The_Giver.jpgGood evening, all--Marty and I saw "The Giver" earlier this afternoon; very good movie.  If you've read Glenn Beck's "Agenda 21," you'll have a good idea of the sense of the film.  Yes, the novel from which it was adapted was written for teens through young adults, but don't let that prevent you from seeing it, we were glad we did.
There were approximately 50 persons in the theatre--almost all at least 50 years old--but a few teens, as well.
The setting is some future utopia?/dystopia? where the "elders" know what's best for all and dictate what's allowed and what's not.  All are happy, healthy and their every need is anticipated and fulfilled.  No wars, no sickness no hatred and no feeling--not a pretty picture and a frightening proposition, as well.  Jeff Bridges is "The Giver," the only one in the "Community" in possession of "memory" and with whom the young protagonist ("The Receiver") interacts and for the very first time experiences "feelings."  He starts to gain knowledge, see colors, begins to know love and so much more.  His knowledge is what establishes the unpredictability of the future and what provides the story with its energy and tension; I won't spoil the ending for you with any other revelations.

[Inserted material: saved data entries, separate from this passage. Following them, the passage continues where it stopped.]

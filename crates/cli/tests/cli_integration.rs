use std::process::{Command, Output};

fn argot() -> Command {
    Command::new(env!("CARGO_BIN_EXE_argot"))
}

fn run(args: &[&str]) -> Output {
    argot()
        .args(args)
        .env_remove("RUST_LOG")
        .output()
        .unwrap_or_else(|e| panic!("failed to run argot {args:?}: {e}"))
}

fn assert_success(out: &Output, what: &str) -> String {
    assert!(
        out.status.success(),
        "{what} failed:\nstatus: {}\nstderr:\n{}",
        out.status,
        String::from_utf8_lossy(&out.stderr),
    );
    String::from_utf8_lossy(&out.stdout).into_owned()
}

fn assert_parse_error(args: &[&str], expected: &str) {
    let out = run(args);
    assert_eq!(
        out.status.code(),
        Some(1),
        "argot {args:?} should fail with status 1, stdout:\n{}",
        String::from_utf8_lossy(&out.stdout),
    );
    let stderr = String::from_utf8_lossy(&out.stderr);
    assert!(
        stderr.starts_with("Error: ") && stderr.contains(expected),
        "unexpected stderr for {args:?}:\n{stderr}"
    );
    assert!(out.stdout.is_empty(), "nothing should reach stdout on error");
}

#[test]
fn help_works() {
    let stdout = assert_success(&run(&["--help"]), "argot --help");
    assert!(
        stdout.starts_with("Usage: argot") && stdout.contains("boo"),
        "unexpected help output:\n{stdout}"
    );

    let short = assert_success(&run(&["-h"]), "argot -h");
    assert_eq!(short, stdout);
}

#[test]
fn version_works() {
    let stdout = assert_success(&run(&["--version"]), "argot --version");
    assert_eq!(stdout, format!("argot {}\n", env!("CARGO_PKG_VERSION")));
}

#[test]
fn help_command_prints_command_help() {
    let stdout = assert_success(&run(&["help", "boo"]), "argot help boo");
    assert!(
        stdout.starts_with("Usage: argot boo"),
        "unexpected help output:\n{stdout}"
    );
}

#[test]
fn command_help_flag_short_circuits_callback() {
    let stdout = assert_success(&run(&["boo", "--help"]), "argot boo --help");
    assert!(stdout.starts_with("Usage: argot boo"));
    assert!(!stdout.contains("callback"));
}

#[test]
fn dump_reflects_parsed_arguments() {
    let stdout = assert_success(
        &run(&["-bsif", "value", "202", "2.2", "foo", "--", "-x"]),
        "argot -bsif",
    );
    assert!(stdout.starts_with("Flags/Options:\n"), "got:\n{stdout}");
    assert!(stdout.contains("  bool: 1\n"), "got:\n{stdout}");
    assert!(stdout.contains("  string: (default) [value]\n"), "got:\n{stdout}");
    assert!(stdout.contains("  int: (123) [202]\n"), "got:\n{stdout}");
    assert!(stdout.contains("  float: (1.000000) [2.200000]\n"), "got:\n{stdout}");
    assert!(stdout.contains("Arguments:\n  foo\n  -x\n"), "got:\n{stdout}");
    assert!(stdout.ends_with("Command:\n  [none]\n"), "got:\n{stdout}");
}

#[test]
fn command_runs_callback_before_root_dump() {
    let stdout = assert_success(&run(&["boo", "-f", "--bar", "x", "arg"]), "argot boo");

    let callback = stdout
        .find("---------- callback: boo ----------")
        .expect("callback frame missing");
    let root = stdout.rfind("Flags/Options:").expect("root dump missing");
    assert!(callback < root);

    let frame = &stdout[callback..root];
    assert!(frame.contains("  foo: 1\n"), "got:\n{frame}");
    assert!(frame.contains("  bar: (default) [x]\n"), "got:\n{frame}");
    assert!(frame.contains("Arguments:\n  arg\n"), "got:\n{frame}");
    assert!(stdout.ends_with("Command:\n  boo\n"), "got:\n{stdout}");
    assert_eq!(stdout.matches("callback: boo").count(), 1);
}

#[test]
fn json_output_is_a_snapshot() {
    let stdout = assert_success(
        &run(&["--json", "--list", "a", "b", "-i", "0x10", "pos"]),
        "argot --json",
    );
    let json: serde_json::Value = serde_json::from_str(&stdout).unwrap_or_else(|e| {
        panic!("invalid json: {e}\n{stdout}");
    });

    let options = json["options"].as_array().expect("options array");
    let list = options
        .iter()
        .find(|o| o["name"] == "list")
        .expect("list option");
    assert_eq!(list["kind"], "str");
    assert_eq!(list["values"], serde_json::json!(["a", "b"]));

    let int = options.iter().find(|o| o["name"] == "i").expect("int alias");
    assert_eq!(int["values"], serde_json::json!([16]));
    assert_eq!(int["fallback"], 123);

    assert_eq!(json["positionals"], serde_json::json!(["pos"]));
    assert!(json.get("command").is_none());
}

#[test]
fn parse_errors_exit_with_status_one() {
    assert_parse_error(&["--nope"], "--nope is not a recognised flag or option name");
    assert_parse_error(&["-bx"], "'x' in -bx is not a recognised flag or option name");
    assert_parse_error(&["--string"], "missing argument for --string");
    assert_parse_error(&["--int=12x"], "cannot parse '12x' as an integer");
    assert_parse_error(&["--bool=1"], "--bool is a flag and cannot take a value");
    assert_parse_error(&["help", "nope"], "'nope' is not a recognised command");
    assert_parse_error(&["help"], "the help command requires an argument");
    assert_parse_error(&["boo", "--int", "1"], "--int is not a recognised flag or option name");
}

Sitting next to us were three teen-aged girls who, after the film's end, were getting up to walk out when Marty asked them if they had read the book and what they thought.  They had, didn't like it and wondered if the film would be different--it wasn't.  They were disappointed, to which Marty advised:  "it's up to you and your generation to prevent it from happening."  They giggled and left the theatre, and we were left wondering if they would truly heed the message.  Those of us with "memory" still have lots of work ahead of us helping those with none to truly know and understand what makes America--with all its imperfections--the greatest country in the history of mankind.